抗生素類藥物在確定微生物限度檢查方法時，為消除抑菌性，常采用薄膜過濾法、添加中和劑、增加稀釋液或培養基體積及聯用上述方法［7-10］。阿奇霉素干混懸劑具有較強抑菌活性，以常規緩沖液作為稀釋液和沖洗液，采用200 mL/ min 過濾速率進行薄膜過濾時，無法消除其對金黃色葡萄球菌的抗菌活性；用直接接種法進行控制菌檢驗時，在供試液和增菌培養基中加入常用中和劑［11-12］，也無法消除其對大腸埃希菌的抑制作用。本研究中通過降低薄膜過濾法的過濾速率，并聯用多種方法，降低該藥的抑菌性，使其需氧菌和控制菌的限度檢查方法適用性試驗結果符合藥典規定。

阿奇霉素不溶于水、脂溶性高、呈弱堿性、味苦，將其制成干混懸劑，可遮蓋苦味使其易于吞咽，且干混懸劑還具有易分裝、胃腸道刺激性小、易吸收等優點［13］。分析低速過濾可使微生物限度結果符合要求的原因，可能與該藥輔料的溶解有關，如阿奇霉素干混懸劑樣品（HR）的輔料為蔗糖、無水磷酸三鈉、羥丙基纖維素、合成生物聚合膠、香精，低速過濾使水溶性輔料溶解時間延長，輔料溶解后，有抑菌作用的阿奇霉素也隨沖洗液被沖洗過濾掉；而用相對高的速率沖洗時，不利于水溶性輔料的溶解，未溶解的輔料和抑菌藥物仍殘留在濾膜上，當濾膜移至培養基，輔料會進一步溶解，暴露出來的阿奇霉素作用于微生物，導致結果不符合要求。

本研究中進行需氧菌計數方法適用性試驗時，為得到更高稀釋度的試驗方法，又采用后加菌的方式進行薄膜過濾試驗，雖然后加菌的供試液Ⅲ回收試驗結果較前加菌試驗高，但3 批樣品（HR）回收比并未全部達到0.5，因此依據前后加菌試驗的結果，確定以前加菌的方式進行需氧菌的薄膜過濾試驗。
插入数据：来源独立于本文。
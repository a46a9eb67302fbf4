//! Language server configuration.

use crate::error::{LspError, LspResult};
use serde::{Deserialize, Serialize};
use std::collections::HashMap;
use std::path::{Path, PathBuf};
use tracing::debug;

/// How to run the language server for one language.
#[derive(Debug, Clone, PartialEq, Eq, Serialize, Deserialize)]
#[serde(rename_all = "camelCase")]
pub struct LspConfig {
    /// Language identifier (e.g., "rust", "python").
    pub language: String,

    /// File extensions handled by this server, without the dot.
    pub extensions: Vec<String>,

    /// Command to run the server.
    pub command: String,

    #[serde(default)]
    pub args: Vec<String>,

    #[serde(default)]
    pub env: HashMap<String, String>,

    /// Files marking a workspace root (e.g., ["Cargo.toml"]).
    #[serde(default)]
    pub root_patterns: Vec<String>,

    #[serde(default = "default_enabled")]
    pub enabled: bool,
}

fn default_enabled() -> bool {
    true
}

impl LspConfig {
    pub fn new(
        language: impl Into<String>,
        command: impl Into<String>,
        extensions: Vec<impl Into<String>>,
    ) -> Self {
        Self {
            language: language.into(),
            extensions: extensions.into_iter().map(Into::into).collect(),
            command: command.into(),
            args: Vec::new(),
            env: HashMap::new(),
            root_patterns: Vec::new(),
            enabled: true,
        }
    }

    pub fn with_args(mut self, args: Vec<impl Into<String>>) -> Self {
        self.args = args.into_iter().map(Into::into).collect();
        self
    }

    pub fn with_root_patterns(mut self, patterns: Vec<impl Into<String>>) -> Self {
        self.root_patterns = patterns.into_iter().map(Into::into).collect();
        self
    }

    /// rust-analyzer.
    pub fn rust() -> Self {
        Self::new("rust", "rust-analyzer", vec!["rs"]).with_root_patterns(vec!["Cargo.toml"])
    }

    /// pyright.
    pub fn python() -> Self {
        Self::new("python", "pyright-langserver", vec!["py", "pyi"])
            .with_args(vec!["--stdio"])
            .with_root_patterns(vec!["pyproject.toml", "setup.py", "requirements.txt"])
    }

    /// typescript-language-server.
    pub fn typescript() -> Self {
        Self::new(
            "typescript",
            "typescript-language-server",
            vec!["ts", "tsx", "js", "jsx", "mjs", "cjs"],
        )
        .with_args(vec!["--stdio"])
        .with_root_patterns(vec!["tsconfig.json", "package.json"])
    }

    /// gopls.
    pub fn go() -> Self {
        Self::new("go", "gopls", vec!["go"]).with_root_patterns(vec!["go.mod"])
    }

    /// clangd.
    pub fn cpp() -> Self {
        Self::new(
            "cpp",
            "clangd",
            vec!["c", "h", "cpp", "hpp", "cc", "cxx"],
        )
        .with_root_patterns(vec!["compile_commands.json", "CMakeLists.txt", ".clangd"])
    }

    /// Check if this server handles the given file extension.
    pub fn handles_extension(&self, ext: &str) -> bool {
        self.extensions.iter().any(|e| e.eq_ignore_ascii_case(ext))
    }

    /// Whether this server is enabled and handles `path`.
    pub fn handles_path(&self, path: &Path) -> bool {
        self.enabled
            && path
                .extension()
                .and_then(|e| e.to_str())
                .is_some_and(|ext| self.handles_extension(ext))
    }

    /// Walk up from `file_path` to the nearest directory holding a root
    /// pattern.
    pub fn find_workspace_root(&self, file_path: &Path) -> Option<PathBuf> {
        let mut current = file_path.parent()?;

        loop {
            if self
                .root_patterns
                .iter()
                .any(|pattern| current.join(pattern).exists())
            {
                return Some(current.to_path_buf());
            }
            current = current.parent()?;
        }
    }
}

/// Presets for the servers we know how to run.
pub fn default_configs() -> Vec<LspConfig> {
    vec![
        LspConfig::rust(),
        LspConfig::python(),
        LspConfig::typescript(),
        LspConfig::go(),
        LspConfig::cpp(),
    ]
}

/// Load a JSON array of server configurations. A missing file yields the
/// presets.
pub fn load_configs(path: &Path) -> LspResult<Vec<LspConfig>> {
    let content = match std::fs::read_to_string(path) {
        Ok(content) => content,
        Err(e) if e.kind() == std::io::ErrorKind::NotFound => {
            debug!(path = %path.display(), "No server config file, using presets");
            return Ok(default_configs());
        }
        Err(e) => return Err(LspError::Io(e)),
    };
    let configs: Vec<LspConfig> = serde_json::from_str(&content)?;
    debug!(path = %path.display(), count = configs.len(), "Loaded server configs");
    Ok(configs)
}

/// Protocol `languageId` for a file, from its extension.
pub fn language_id_for_path(path: &Path) -> Option<&'static str> {
    let ext = path.extension()?.to_str()?;
    let id = match ext.to_ascii_lowercase().as_str() {
        "rs" => "rust",
        "ts" | "mts" | "cts" => "typescript",
        "tsx" => "typescriptreact",
        "js" | "mjs" | "cjs" => "javascript",
        "jsx" => "javascriptreact",
        "py" | "pyi" => "python",
        "go" => "go",
        "c" | "h" => "c",
        "cpp" | "hpp" | "cc" | "cxx" => "cpp",
        "json" => "json",
        "toml" => "toml",
        "md" => "markdown",
        _ => return None,
    };
    Some(id)
}
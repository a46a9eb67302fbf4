//! Normalized results handed to documents.
//!
//! These are the decoded, editor-coordinate forms of server responses. They
//! carry no protocol types so the document layer never has to know about
//! `lsp-types`.

use crate::pending::RequestId;
use crate::position::TextPosition;
use std::path::PathBuf;

/// One completion candidate.
#[derive(Debug, Clone, PartialEq, Eq)]
pub struct CompletionEntry {
    /// Text shown in the completion popup.
    pub display_text: String,
    /// Start of the text the entry replaces.
    pub replace_start: TextPosition,
    /// End of the text the entry replaces (the query cursor).
    pub replace_end: TextPosition,
    /// Text inserted when the entry is accepted.
    pub replace_text: String,
    /// Text matched against further typing, with the typed prefix removed.
    pub filter_text: String,
    /// Label plus documentation, if any.
    pub documentation: String,
}

/// Completion candidates for one request, sorted by the server's sort key.
#[derive(Debug, Clone, PartialEq, Eq)]
pub struct CompletionSet {
    pub request_id: RequestId,
    pub items: Vec<CompletionEntry>,
}

/// Diagnostic severity, most severe first.
#[derive(Debug, Clone, Copy, PartialEq, Eq, PartialOrd, Ord, Hash)]
pub enum Severity {
    Error,
    Warning,
    Information,
    Hint,
}

impl Severity {
    /// Map the protocol severity. Servers may omit it; we treat that as a
    /// warning.
    pub fn from_lsp(severity: Option<lsp_types::DiagnosticSeverity>) -> Self {
        match severity {
            Some(lsp_types::DiagnosticSeverity::ERROR) => Self::Error,
            Some(lsp_types::DiagnosticSeverity::INFORMATION) => Self::Information,
            Some(lsp_types::DiagnosticSeverity::HINT) => Self::Hint,
            _ => Self::Warning,
        }
    }

    /// Underline colour used by the editor.
    pub fn color(self) -> &'static str {
        match self {
            Self::Error => "red",
            _ => "orange",
        }
    }

    pub fn label(self) -> &'static str {
        match self {
            Self::Error => "ERROR",
            Self::Warning => "WARN",
            Self::Information => "INFO",
            Self::Hint => "HINT",
        }
    }
}

/// One underlined range in a document.
#[derive(Debug, Clone, PartialEq, Eq)]
pub struct DiagnosticMarker {
    pub start: TextPosition,
    pub end: TextPosition,
    pub severity: Severity,
    pub tooltip: String,
    pub color: &'static str,
}

impl DiagnosticMarker {
    /// One-line rendering, e.g. `ERROR [3.4] rustc: mismatched types`.
    pub fn pretty(&self) -> String {
        format!("{} [{}] {}", self.severity.label(), self.start, self.tooltip)
    }
}

/// All diagnostics for a document, errors first.
#[derive(Debug, Clone, Default, PartialEq, Eq)]
pub struct DiagnosticSet {
    pub markers: Vec<DiagnosticMarker>,
}

/// A single go-to-definition destination.
#[derive(Debug, Clone, PartialEq, Eq)]
pub struct JumpLocation {
    pub path: PathBuf,
    pub start: TextPosition,
    pub end: TextPosition,
}

/// Go-to-definition results. Empty means nothing was found.
#[derive(Debug, Clone, Default, PartialEq, Eq)]
pub struct JumpTarget {
    pub locations: Vec<JumpLocation>,
}

/// Decoded hover text for the position it was requested at.
#[derive(Debug, Clone, PartialEq, Eq)]
pub struct HoverInfo {
    pub position: TextPosition,
    pub text: String,
}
采用薄膜過濾法進行控制菌檢驗時，將混勻的10 mL供試液Ⅰ直接加至1 個濾杯或平分加入2 個濾杯中進行過濾時，樣品的顆粒會堵塞濾膜；當將供試液分成5 份，每份2 mL，分別加至5 個濾杯中進行過濾時，濾膜未堵塞，但因加入藥量較計數試驗時多，最大過濾速率也相應降低（由計數試驗的200 mL/ min 降至150 mL/ min）。因此，將供試液分于多張濾膜過濾，使每張濾膜上的樣品量減少；用低速（50 mL/min）分別對其進行沖洗，進一步降低每張濾膜上的抑菌成分；并將濾膜置增加的培養基中，即聯用多種方法去除樣品對大腸埃希菌的抑菌性。

薄膜過濾法是用沖洗液將濾膜上殘留的藥物沖洗過濾掉，減少或消除濾膜上抗菌藥物及其抑菌性。藥典對薄膜過濾法的濾膜、沖洗量等因素均作了明確規定［7］，但對過濾速率并未要求。近年來，隨著抗生素微生物限度檢查方法研究的深入，薄膜過濾法的應用也在不斷發展，包括發明雙濾膜過濾法防止濾膜堵塞［14］及通過增加濾膜數量的方式增加沖洗量［15］，但對薄膜過濾速率的研究較少。本研究中通過對阿奇霉素干混懸劑需氧菌、控制菌限度檢查方法的研究，證明薄膜過濾法的沖洗液流速影響微生物的計數回收結果和控制菌的檢出，低流速在不影響試驗菌回收的情況下，增加了藥物中水溶性成分的溶解時間，使其與抑菌藥物相繼被沖洗掉，且流速越低對藥物抑菌性的消除作用越強。故本研究結果為完善薄膜過濾試驗條件、增加去除抗菌藥物的方法及相關研究提供了依據和新思路。